A pesar de que hace calor, sólo meto los pies en la piscina y el cambio de temperatura hace estremecerme un poco.

La mayoría del curso de natación ya está en el agua, haciendo estiramientos, pero prefiero saborear el sol en mi piel un poco más,

sentada en el bordillo y viendo mis pies sumergidos.

Pienso que quizá una parte de mí no quiere entrar hasta que él no llegue y siento una punzada de desazón si ni siquiera viniese a la clase de hoy.

Tenía tantas ganas de verlo…

Echo una ojeada discreta a la puerta de entrada y una descarga me recorre el cuerpo cuando le veo entrar, con prisas, soltando el macuto al montón

de ropa amontonada que hay en el banco junto a las duchas.

No puedo evitar seguirlo con la mirada, contenta de verlo aparecer y disipar así los miedos de tener que aguantar una clase de natación sin tenerlo cerca en toda la tarde.

He debido quedarme mirándolo mientras divagaba, porque por un segundo, veo que su mirada conecta con la mía.
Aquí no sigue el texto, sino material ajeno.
//! Narrow interface to the Cloud Foundry platform API.
//!
//! The detection and owner-resolution stages only depend on [`PlatformApi`],
//! never on HTTP details, so they can be exercised against in-process fakes.
//! [`CfClient`] is the production implementation.

pub mod client;
pub mod pagination;

pub use client::CfClient;
pub use pagination::{Page, PageSource, V2Page, V3Page, fetch_all};

use crate::core::FetchError;
use crate::models::{App, Buildpack, Droplet, SpaceInfo, SpaceRole, SpaceUser};

/// Read-only queries the notification run needs from the platform.
///
/// Every listing is complete (all pages followed) or an error.
#[allow(async_fn_in_trait)]
pub trait PlatformApi {
    /// Every app visible to the client, in API order.
    async fn list_apps(&self) -> Result<Vec<App>, FetchError>;

    /// Every buildpack installed on the platform, in API order.
    async fn list_buildpacks(&self) -> Result<Vec<Buildpack>, FetchError>;

    /// Droplets of `app_guid` flagged as current. A consistent platform returns
    /// exactly one; callers treat zero or several as undeterminable.
    async fn list_current_droplets(&self, app_guid: &str) -> Result<Vec<Droplet>, FetchError>;

    /// Users holding `role` in `space_guid`. Each returned user carries `role`.
    async fn list_space_roles(
        &self,
        space_guid: &str,
        role: SpaceRole,
    ) -> Result<Vec<SpaceUser>, FetchError>;

    /// Space and organization names for `space_guid`.
    async fn get_space(&self, space_guid: &str) -> Result<SpaceInfo, FetchError>;
}
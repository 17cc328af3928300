use buildpack_notify::config::PlatformConfig;
use buildpack_notify::core::FetchError;
use buildpack_notify::models::SpaceRole;
use buildpack_notify::platform::{CfClient, PlatformApi};

use crate::common::{CLIENT_ID, CLIENT_SECRET, FakeCloudFoundry};

fn platform_config(api: &FakeCloudFoundry, secret: &str) -> PlatformConfig {
    PlatformConfig {
        api_address: api.base.clone(),
        client_id: CLIENT_ID.to_string(),
        client_secret: secret.to_string(),
        skip_ssl_validation: false,
    }
}

#[tokio::test]
async fn test_client_credentials_exchange() {
    let api = FakeCloudFoundry::start().await;
    let client = CfClient::connect(&platform_config(&api, CLIENT_SECRET)).await.unwrap();
    assert_eq!(client.api_address(), api.base);
}

#[tokio::test]
async fn test_rejected_credentials_are_an_auth_error() {
    let api = FakeCloudFoundry::start().await;
    let err = CfClient::connect(&platform_config(&api, "wrong")).await.err().unwrap();
    assert!(matches!(err, FetchError::Auth { .. }), "unexpected error: {err:?}");
}

#[tokio::test]
async fn test_v3_listing_follows_absolute_next_links() {
    let api = FakeCloudFoundry::start().await;
    let client = CfClient::connect(&platform_config(&api, CLIENT_SECRET)).await.unwrap();

    let apps = client.list_apps().await.unwrap();

    let names: Vec<_> = apps.iter().map(|app| app.name.as_str()).collect();
    assert_eq!(names, vec!["my-drupal-app", "stopped-app", "restaged-app"]);
    assert_eq!(
        api.requests(),
        vec!["/v3/apps?per_page=100", "/v3/apps?page=2&per_page=100"]
    );
}

#[tokio::test]
async fn test_v2_role_listing_follows_relative_next_url() {
    let api = FakeCloudFoundry::start().await;
    let client = CfClient::connect(&platform_config(&api, CLIENT_SECRET)).await.unwrap();

    let developers = client
        .list_space_roles("space-1", SpaceRole::Developer)
        .await
        .unwrap();

    let usernames: Vec<_> = developers.iter().map(|user| user.username.as_str()).collect();
    assert_eq!(usernames, vec!["user1@example.com", "admin"]);
    assert!(developers.iter().all(|user| user.roles.contains(&SpaceRole::Developer)));
}

#[tokio::test]
async fn test_space_includes_organization_name() {
    let api = FakeCloudFoundry::start().await;
    let client = CfClient::connect(&platform_config(&api, CLIENT_SECRET)).await.unwrap();

    let space = client.get_space("space-1").await.unwrap();
    assert_eq!(space.name, "dev");
    assert_eq!(space.org_name, "sandbox");
}

#[tokio::test]
async fn test_current_droplets() {
    let api = FakeCloudFoundry::start().await;
    let client = CfClient::connect(&platform_config(&api, CLIENT_SECRET)).await.unwrap();

    let droplets = client.list_current_droplets("app-1").await.unwrap();
    assert_eq!(droplets.len(), 1);
    assert_eq!(droplets[0].created_at, "2016-03-01T00:00:00Z");
    assert_eq!(droplets[0].buildpacks[0].name, "python_buildpack");

    assert!(client.list_current_droplets("app-2").await.unwrap().is_empty());
}

#[tokio::test]
async fn test_server_error_is_reported_with_status() {
    let api = FakeCloudFoundry::start().await;
    api.fail_path("/v3/buildpacks");
    let client = CfClient::connect(&platform_config(&api, CLIENT_SECRET)).await.unwrap();

    let err = client.list_buildpacks().await.unwrap_err();
    match err {
        FetchError::Status { status, body, .. } => {
            assert_eq!(status, 500);
            assert_eq!(body, "upstream failure");
        }
        other => panic!("unexpected error: {other:?}"),
    }
}

#[tokio::test]
async fn test_unreachable_api_is_a_request_error() {
    let config = PlatformConfig {
        api_address: "http://127.0.0.1:9".to_string(),
        client_id: CLIENT_ID.to_string(),
        client_secret: CLIENT_SECRET.to_string(),
        skip_ssl_validation: false,
    };
    let err = CfClient::connect(&config).await.err().unwrap();
    assert!(matches!(err, FetchError::Request { .. }), "unexpected error: {err:?}");
}
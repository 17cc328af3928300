//! Paginated resource fetching.
//!
//! Cloud Foundry list endpoints return one page per request together with a
//! link to the next page. Two envelope shapes exist:
//!
//! - V3: `{"pagination": {"next": {"href": "https://api.../v3/apps?page=2"}}, "resources": [...]}`
//!   where `next` is `null` on the last page
//! - V2: `{"next_url": "/v2/spaces/.../developers?page=2", "resources": [{"metadata": ..., "entity": ...}]}`
//!   where `next_url` is `null` on the last page
//!
//! [`fetch_all`] follows links until the envelope reports no next page and
//! returns every item in server order. It is fail-fast: a request or decode
//! failure on any page discards what was accumulated.

use serde::Deserialize;
use serde::de::DeserializeOwned;
use std::collections::HashSet;
use tracing::debug;

use crate::core::FetchError;

/// A single page of a list endpoint.
pub trait Page: DeserializeOwned {
    /// Resource type carried by the page.
    type Item;

    /// Split the page into its items and the raw next-page link, if any.
    fn into_parts(self) -> (Vec<Self::Item>, Option<String>);
}

/// Something that can fetch a response body for an API path.
///
/// [`crate::platform::CfClient`] implements this over HTTP; tests implement it
/// over canned bodies.
#[allow(async_fn_in_trait)]
pub trait PageSource {
    /// Fetch the body of `path` (path and query, relative to the API root).
    async fn get_body(&self, path: &str) -> Result<String, FetchError>;
}

/// V3 page envelope.
#[derive(Debug, Deserialize)]
pub struct V3Page<T> {
    /// Pagination block
    #[serde(default)]
    pub pagination: V3Pagination,
    /// Items on this page
    #[serde(default = "Vec::new")]
    pub resources: Vec<T>,
}

/// V3 pagination block.
#[derive(Debug, Default, Deserialize)]
pub struct V3Pagination {
    /// Total number of results across all pages
    #[serde(default)]
    pub total_results: u64,
    /// Total number of pages
    #[serde(default)]
    pub total_pages: u64,
    /// Link to the next page; `null` on the last page
    #[serde(default)]
    pub next: Option<Link>,
}

/// A V3 link object.
#[derive(Debug, Deserialize)]
pub struct Link {
    /// Absolute URL
    #[serde(default)]
    pub href: String,
}

impl<T: DeserializeOwned> Page for V3Page<T> {
    type Item = T;

    fn into_parts(self) -> (Vec<T>, Option<String>) {
        let next = self.pagination.next.map(|link| link.href);
        (self.resources, next)
    }
}

/// V2 page envelope.
#[derive(Debug, Deserialize)]
pub struct V2Page<T> {
    /// Total number of results across all pages
    #[serde(default)]
    pub total_results: u64,
    /// Relative link to the next page; `null` on the last page
    #[serde(default)]
    pub next_url: Option<String>,
    /// Items on this page
    #[serde(default = "Vec::new")]
    pub resources: Vec<V2Resource<T>>,
}

/// A V2 resource: metadata plus entity.
#[derive(Debug, Deserialize)]
pub struct V2Resource<T> {
    /// Resource metadata
    pub metadata: V2Metadata,
    /// Resource body
    pub entity: T,
}

/// Metadata of a V2 resource.
#[derive(Debug, Deserialize)]
pub struct V2Metadata {
    /// Resource GUID
    pub guid: String,
    /// Last update timestamp
    #[serde(default)]
    pub updated_at: Option<String>,
}

impl<T: DeserializeOwned> Page for V2Page<T> {
    type Item = V2Resource<T>;

    fn into_parts(self) -> (Vec<V2Resource<T>>, Option<String>) {
        (self.resources, self.next_url)
    }
}

/// Fetch every page starting at `start` and return all items in server order.
///
/// # Errors
///
/// Returns the first [`FetchError`] from any page request, a
/// [`FetchError::Decode`] when a page does not match `P`, a
/// [`FetchError::InvalidLink`] for an unusable next link, and a
/// [`FetchError::PaginationLoop`] when a link revisits a fetched page.
/// Items accumulated before the failure are dropped.
pub async fn fetch_all<P, S>(source: &S, start: &str) -> Result<Vec<P::Item>, FetchError>
where
    P: Page,
    S: PageSource,
{
    let mut items = Vec::new();
    let mut visited = HashSet::new();
    let mut next = Some(start.to_string());

    while let Some(path) = next.take() {
        if !visited.insert(path.clone()) {
            return Err(FetchError::PaginationLoop { path });
        }

        let body = source.get_body(&path).await?;
        let page: P = serde_json::from_str(&body).map_err(|source| FetchError::Decode {
            path: path.clone(),
            source,
        })?;

        let (resources, link) = page.into_parts();
        debug!(path = %path, count = resources.len(), "fetched page");
        items.extend(resources);

        next = match link.as_deref().map(str::trim) {
            None | Some("") => None,
            Some(link) => Some(request_path(link)?),
        };
    }

    Ok(items)
}

/// Reduce a next-page link to the path and query to request.
///
/// V2 links are already relative; V3 links are absolute URLs on the API host.
///
/// # Errors
///
/// Returns [`FetchError::InvalidLink`] when the link is neither a relative
/// path nor a parseable absolute URL.
pub fn request_path(link: &str) -> Result<String, FetchError> {
    if link.starts_with('/') {
        return Ok(link.to_string());
    }

    let url = reqwest::Url::parse(link).map_err(|_| FetchError::InvalidLink {
        link: link.to_string(),
    })?;

    let mut path = url.path().to_string();
    if let Some(query) = url.query() {
        path.push('?');
        path.push_str(query);
    }
    Ok(path)
}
Es sólo un instante, pero lo suficiente para ruborizarme y tener que desviar la mirada apresuradamente.

Muerta de vergüenza, me dejo caer a la piscina y noto en cada centímetro de mi piel cómo el agua va refrescándome.

Saco la cabeza y tomo aire. Parpadeo para quitarme el agua de las pestañas mientras noto el peso de mi pelo mojado caer y pegarse a mis hombros.

Miro de reojo a la entrada, pero él ya está junto a las duchas, con la camiseta quitada, descalzo, cubierto sólo con ese bañador largo y ancho.

El brillo del pelo desaparece cuando le cae el chorro de la ducha y un reguero de agua comienza a bajarle por el cuello, recorriendo su pecho.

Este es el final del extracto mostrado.